| Work item |
In total, how many lines of the data contain the word "crates"? Only that number is wanted.

| The input |
//! `daq-codec`
//!
//! Decoders for detector frame payloads. Every decoder is a pure function from
//! an encoded payload plus its declarations (codec, declared size, element
//! type) to a [`TypedBuffer`]; nothing is retained between calls.
//!
//! | codec   | payload                                                  |
//! |---------|----------------------------------------------------------|
//! | `none`  | raw little-endian elements                               |
//! | `bslz4` | headerless bitshuffle + LZ4 block stream ([`bitshuffle`]) |
//! | `lz4`   | one raw LZ4 block ([`lz4`])                               |
//! | `blosc` | Blosc1 container with the LZ4 compressor ([`blosc`])      |
//!
//! Encoders for the same formats are provided for simulated sources and
//! tests.

pub mod bitshuffle;
pub mod blosc;
pub mod error;
pub mod lz4;
pub mod shuffle;

pub use error::{CodecError, CodecResult};

use daq_core::limits::validate_declared_size;
use daq_core::{CodecKind, CodecParams, ElementType, Frame, TypedBuffer};

/// Decode a payload with default codec parameters.
pub fn decode(
    payload: &[u8],
    codec: CodecKind,
    uncompressed_size: u64,
    element_type: ElementType,
) -> CodecResult<TypedBuffer> {
    decode_with_params(
        payload,
        codec,
        &CodecParams::default(),
        uncompressed_size,
        element_type,
    )
}

/// Decode a payload into a typed buffer of `uncompressed_size` bytes.
///
/// The declared size is checked against the frame limit before anything is
/// allocated, and must be a whole number of elements.
pub fn decode_with_params(
    payload: &[u8],
    codec: CodecKind,
    params: &CodecParams,
    uncompressed_size: u64,
    element_type: ElementType,
) -> CodecResult<TypedBuffer> {
    let size = validate_declared_size(uncompressed_size)?;
    let element_size = element_type.size();
    if size % element_size != 0 {
        return Err(CodecError::SizeMismatch {
            expected: size - size % element_size,
            actual: size,
        });
    }

    let bytes = match codec {
        CodecKind::None => {
            if payload.len() != size {
                return Err(CodecError::SizeMismatch {
                    expected: size,
                    actual: payload.len(),
                });
            }
            return Ok(TypedBuffer::from_le_bytes(element_type, payload)?);
        }
        CodecKind::Bslz4 => bitshuffle::decode(payload, size, element_size, params.block_size)?,
        CodecKind::Lz4 => lz4::decode(payload, size)?,
        CodecKind::Blosc => blosc::decode(payload, size)?,
    };
    Ok(TypedBuffer::from_le_bytes(element_type, &bytes)?)
}

/// Decode a frame, resolving its codec tag first.
///
/// An unrecognised tag is [`CodecError::UnsupportedCodec`].
pub fn decode_frame(frame: &Frame) -> CodecResult<TypedBuffer> {
    let codec: CodecKind = frame
        .codec
        .parse()
        .map_err(|_| CodecError::UnsupportedCodec(frame.codec.clone()))?;
    decode_with_params(
        &frame.payload,
        codec,
        &frame.codec_params,
        frame.uncompressed_size,
        frame.element_type,
    )
}

/// Encode raw little-endian elements with `codec`.
///
/// `blosc` uses the LZ4 compressor with byte shuffle.
pub fn encode(
    raw: &[u8],
    codec: CodecKind,
    element_type: ElementType,
    params: &CodecParams,
) -> CodecResult<Vec<u8>> {
    match codec {
        CodecKind::None => Ok(raw.to_vec()),
        CodecKind::Bslz4 => bitshuffle::encode(raw, element_type.size(), params.block_size),
        CodecKind::Lz4 => Ok(lz4::encode(raw)),
        CodecKind::Blosc => blosc::encode(raw, element_type.size(), blosc::Filter::Shuffle, None),
    }
}

/// Encode a typed buffer into a ready-to-process frame.
pub fn encode_frame(
    sequence_id: i64,
    timestamp: f64,
    shape: Vec<u32>,
    data: &TypedBuffer,
    codec: CodecKind,
) -> CodecResult<Frame> {
    let raw = data.to_le_bytes();
    let payload = encode(&raw, codec, data.element_type(), &CodecParams::default())?;
    Ok(Frame::encoded(
        sequence_id,
        timestamp,
        shape,
        data.element_type(),
        codec,
        raw.len() as u64,
        payload,
    ))
}
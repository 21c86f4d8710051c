//! Pipeline statistics.
//!
//! Counters are atomics written by the frame path and readable from any
//! context. Per-channel association outcomes live in a small table behind a
//! mutex; push-side counts are read straight from the metadata inbox.

use crate::association::MetadataInbox;
use daq_core::limits::FPS_WINDOW;
use daq_core::AssociationOutcome;
use parking_lot::Mutex;
use serde::{Deserialize, Serialize};
use std::collections::{BTreeMap, VecDeque};
use std::sync::atomic::{AtomicU64, Ordering};
use std::sync::Arc;
use std::time::Instant;

/// Association outcome counts for one channel.
#[derive(Debug, Clone, Copy, Default, PartialEq, Eq, Serialize, Deserialize)]
pub struct ChannelCounts {
    /// Within tolerance.
    pub matched: u64,
    /// Values attached although older than the tolerance allows.
    pub kept_stale: u64,
    /// Value newer than the frame; nothing attached.
    pub failed: u64,
    /// No value ever received.
    pub missing: u64,
}

impl ChannelCounts {
    fn record(&mut self, outcome: AssociationOutcome) {
        match outcome {
            AssociationOutcome::Matched => self.matched += 1,
            AssociationOutcome::KeptStale => self.kept_stale += 1,
            AssociationOutcome::Failed => self.failed += 1,
            AssociationOutcome::ChannelMissing => self.missing += 1,
        }
    }
}

/// Per-channel view in a [`StatsSnapshot`].
#[derive(Debug, Clone, Copy, Default, PartialEq, Eq, Serialize, Deserialize)]
pub struct ChannelSnapshot {
    /// Association outcome counts.
    #[serde(flatten)]
    pub outcomes: ChannelCounts,
    /// Values accepted by the inbox.
    pub pushes: u64,
    /// Queued values displaced by newer ones.
    pub overflow_drops: u64,
}

/// Serializable point-in-time copy of [`PipelineStats`].
#[derive(Debug, Clone, Default, PartialEq, Serialize, Deserialize)]
pub struct StatsSnapshot {
    /// Frames decoded successfully.
    pub frames_received: u64,
    /// Records emitted.
    pub frames_emitted: u64,
    /// Frames dropped (decode failure, shape error or scan overflow).
    pub frames_dropped: u64,
    /// Gap total plus frames lost to decode failure.
    pub frames_missed: u64,
    /// Frames whose payload or shape failed to decode.
    pub decode_failures: u64,
    /// Decode failure bursts reported as errors.
    pub decode_bursts: u64,
    /// Emitted records with at least one `Failed` or `ChannelMissing` channel.
    pub degraded_frames: u64,
    /// Frames preceded by a non-zero gap.
    pub gap_events: u64,
    /// Frame ids at or below the last seen id.
    pub sequence_anomalies: u64,
    /// Records stored in the cache.
    pub records_cached: u64,
    /// Records displaced from a full ring.
    pub cache_evictions: u64,
    /// Emitted records the gate kept out of the cache.
    pub not_gated: u64,
    /// Records refused because a scan filled the cache.
    pub scan_overflows: u64,
    /// Frames received within the last rate window.
    pub fps: f64,
    /// Per-channel counts, keyed by channel name.
    pub channels: BTreeMap<String, ChannelSnapshot>,
}

impl StatsSnapshot {
    /// Degraded fraction of emitted records.
    pub fn error_rate(&self) -> f64 {
        if self.frames_emitted == 0 {
            0.0
        } else {
            self.degraded_frames as f64 / self.frames_emitted as f64
        }
    }

    /// Serialize to pretty JSON.
    pub fn to_json(&self) -> serde_json::Result<String> {
        serde_json::to_string_pretty(self)
    }
}

/// Live pipeline counters.
#[derive(Debug)]
pub struct PipelineStats {
    frames_received: AtomicU64,
    frames_emitted: AtomicU64,
    frames_dropped: AtomicU64,
    frames_missed: AtomicU64,
    decode_failures: AtomicU64,
    decode_bursts: AtomicU64,
    degraded_frames: AtomicU64,
    gap_events: AtomicU64,
    sequence_anomalies: AtomicU64,
    records_cached: AtomicU64,
    cache_evictions: AtomicU64,
    not_gated: AtomicU64,
    scan_overflows: AtomicU64,
    channels: Mutex<BTreeMap<String, ChannelCounts>>,
    arrivals: Mutex<VecDeque<Instant>>,
    inbox: Arc<MetadataInbox>,
}

impl PipelineStats {
    /// Counters for the given channels, reading push counts from `inbox`.
    pub fn new<'a>(channels: impl IntoIterator<Item = &'a str>, inbox: Arc<MetadataInbox>) -> Self {
        Self {
            frames_received: AtomicU64::new(0),
            frames_emitted: AtomicU64::new(0),
            frames_dropped: AtomicU64::new(0),
            frames_missed: AtomicU64::new(0),
            decode_failures: AtomicU64::new(0),
            decode_bursts: AtomicU64::new(0),
            degraded_frames: AtomicU64::new(0),
            gap_events: AtomicU64::new(0),
            sequence_anomalies: AtomicU64::new(0),
            records_cached: AtomicU64::new(0),
            cache_evictions: AtomicU64::new(0),
            not_gated: AtomicU64::new(0),
            scan_overflows: AtomicU64::new(0),
            channels: Mutex::new(
                channels
                    .into_iter()
                    .map(|name| (name.to_string(), ChannelCounts::default()))
                    .collect(),
            ),
            arrivals: Mutex::new(VecDeque::new()),
            inbox,
        }
    }

    /// Count a decoded frame and note its arrival for the rate estimate.
    pub(crate) fn record_received(&self, now: Instant) {
        self.frames_received.fetch_add(1, Ordering::Relaxed);
        let mut arrivals = self.arrivals.lock();
        arrivals.push_back(now);
        prune(&mut arrivals, now);
    }

    pub(crate) fn record_missed(&self, frames: u64) {
        if frames > 0 {
            self.frames_missed.fetch_add(frames, Ordering::Relaxed);
        }
    }

    pub(crate) fn record_gap_event(&self) {
        self.gap_events.fetch_add(1, Ordering::Relaxed);
    }

    pub(crate) fn record_anomaly(&self) {
        self.sequence_anomalies.fetch_add(1, Ordering::Relaxed);
    }

    pub(crate) fn record_decode_failure(&self) {
        self.decode_failures.fetch_add(1, Ordering::Relaxed);
    }

    pub(crate) fn record_decode_burst(&self) {
        self.decode_bursts.fetch_add(1, Ordering::Relaxed);
    }

    pub(crate) fn record_dropped(&self) {
        self.frames_dropped.fetch_add(1, Ordering::Relaxed);
    }

    pub(crate) fn record_scan_overflow(&self) {
        self.scan_overflows.fetch_add(1, Ordering::Relaxed);
    }

    pub(crate) fn record_outcome(&self, channel: &str, outcome: AssociationOutcome) {
        self.channels
            .lock()
            .entry(channel.to_string())
            .or_default()
            .record(outcome);
    }

    pub(crate) fn record_emitted(&self, degraded: bool) {
        self.frames_emitted.fetch_add(1, Ordering::Relaxed);
        if degraded {
            self.degraded_frames.fetch_add(1, Ordering::Relaxed);
        }
    }

    pub(crate) fn record_admission(&self, admission: daq_storage::Admission) {
        use daq_storage::Admission;
        match admission {
            Admission::Stored => {
                self.records_cached.fetch_add(1, Ordering::Relaxed);
            }
            Admission::StoredWithEviction => {
                self.records_cached.fetch_add(1, Ordering::Relaxed);
                self.cache_evictions.fetch_add(1, Ordering::Relaxed);
            }
            Admission::NotGated => {
                self.not_gated.fetch_add(1, Ordering::Relaxed);
            }
        }
    }

    /// Frames decoded successfully.
    #[must_use]
    pub fn frames_received(&self) -> u64 {
        self.frames_received.load(Ordering::Relaxed)
    }

    /// Frames known to be missing.
    #[must_use]
    pub fn frames_missed(&self) -> u64 {
        self.frames_missed.load(Ordering::Relaxed)
    }

    /// Received plus missed: the 1-based position of the latest frame in the stream.
    #[must_use]
    pub fn stream_position(&self) -> u64 {
        self.frames_received() + self.frames_missed()
    }

    /// Frames received within the last [`FPS_WINDOW`].
    pub fn fps(&self) -> f64 {
        let mut arrivals = self.arrivals.lock();
        prune(&mut arrivals, Instant::now());
        arrivals.len() as f64 / FPS_WINDOW.as_secs_f64()
    }

    /// Outcome counts for one channel.
    pub fn channel_counts(&self, channel: &str) -> Option<ChannelCounts> {
        self.channels.lock().get(channel).copied()
    }

    /// Copy every counter.
    pub fn snapshot(&self) -> StatsSnapshot {
        let load = |counter: &AtomicU64| counter.load(Ordering::Relaxed);
        let channels = self
            .channels
            .lock()
            .iter()
            .map(|(name, outcomes)| {
                let inbox = self.inbox.counters(name).unwrap_or_default();
                (
                    name.clone(),
                    ChannelSnapshot {
                        outcomes: *outcomes,
                        pushes: inbox.pushes,
                        overflow_drops: inbox.overflow_drops,
                    },
                )
            })
            .collect();
        StatsSnapshot {
            frames_received: load(&self.frames_received),
            frames_emitted: load(&self.frames_emitted),
            frames_dropped: load(&self.frames_dropped),
            frames_missed: load(&self.frames_missed),
            decode_failures: load(&self.decode_failures),
            decode_bursts: load(&self.decode_bursts),
            degraded_frames: load(&self.degraded_frames),
            gap_events: load(&self.gap_events),
            sequence_anomalies: load(&self.sequence_anomalies),
            records_cached: load(&self.records_cached),
            cache_evictions: load(&self.cache_evictions),
            not_gated: load(&self.not_gated),
            scan_overflows: load(&self.scan_overflows),
            fps: self.fps(),
            channels,
        }
    }

    /// Zero every counter, including the inbox push counts.
    pub fn reset(&self) {
        for counter in [
            &self.frames_received,
            &self.frames_emitted,
            &self.frames_dropped,
            &self.frames_missed,
            &self.decode_failures,
            &self.decode_bursts,
            &self.degraded_frames,
            &self.gap_events,
            &self.sequence_anomalies,
            &self.records_cached,
            &self.cache_evictions,
            &self.not_gated,
            &self.scan_overflows,
        ] {
            counter.store(0, Ordering::Relaxed);
        }
        self.channels
            .lock()
            .values_mut()
            .for_each(|counts| *counts = ChannelCounts::default());
        self.arrivals.lock().clear();
        self.inbox.reset_counters();
    }
}

fn prune(arrivals: &mut VecDeque<Instant>, now: Instant) {
    while let Some(&oldest) = arrivals.front() {
        if now.saturating_duration_since(oldest) > FPS_WINDOW {
            arrivals.pop_front();
        } else {
            break;
        }
    }
}
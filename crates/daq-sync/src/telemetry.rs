//! Tracing setup.

use tracing_subscriber::{fmt, layer::SubscriberExt, util::SubscriberInitExt, EnvFilter, Layer};

/// Install a global fmt subscriber.
///
/// `RUST_LOG` wins when set; otherwise `default_level` (e.g. the configured
/// `log_level`) is used. A subscriber already installed elsewhere is not an
/// error, so tests and embedding applications can call this freely.
pub fn init_tracing(default_level: &str) -> Result<(), String> {
    let env_filter =
        EnvFilter::try_from_default_env().unwrap_or_else(|_| EnvFilter::new(default_level));

    let fmt_layer = fmt::layer().with_target(true).with_filter(env_filter);

    tracing_subscriber::registry()
        .with(fmt_layer)
        .try_init()
        .or_else(|e| {
            if e
                .to_string()
                .contains("a global default trace dispatcher has already been set")
            {
                Ok(())
            } else {
                Err(format!("Failed to initialize tracing: {e}"))
            }
        })
}
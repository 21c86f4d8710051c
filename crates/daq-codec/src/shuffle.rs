//! Byte shuffle filter.
//!
//! Groups byte `j` of every element together: `out[j * n + i] = in[i * ts + j]`
//! for `n = len / ts` whole elements. Trailing bytes that do not form a whole
//! element are copied unchanged.

/// Byte-shuffle `input` for elements of `typesize` bytes.
pub fn shuffle(typesize: usize, input: &[u8]) -> Vec<u8> {
    let mut out = input.to_vec();
    if typesize <= 1 {
        return out;
    }
    let n = input.len() / typesize;
    for i in 0..n {
        for j in 0..typesize {
            out[j * n + i] = input[i * typesize + j];
        }
    }
    out
}

/// Invert [`shuffle`] into `out`, which must have the same length as `input`.
pub fn unshuffle_into(typesize: usize, input: &[u8], out: &mut [u8]) {
    debug_assert_eq!(input.len(), out.len());
    if typesize <= 1 {
        out.copy_from_slice(input);
        return;
    }
    let n = input.len() / typesize;
    for i in 0..n {
        for j in 0..typesize {
            out[i * typesize + j] = input[j * n + i];
        }
    }
    let whole = n * typesize;
    out[whole..].copy_from_slice(&input[whole..]);
}

#[cfg(test)]
mod tests {
    use super::*;

    #[test]
    fn test_shuffle_groups_bytes() {
        let input = [1, 2, 3, 4, 5, 6];
        assert_eq!(shuffle(2, &input), vec![1, 3, 5, 2, 4, 6]);
    }

    #[test]
    fn test_unshuffle_keeps_leftover_bytes() {
        let input = [1, 2, 3, 4, 5, 6, 7];
        let shuffled = shuffle(2, &input);
        assert_eq!(shuffled[6], 7);
        let mut out = [0u8; 7];
        unshuffle_into(2, &shuffled, &mut out);
        assert_eq!(out, input);
    }
}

| Result of the task |
2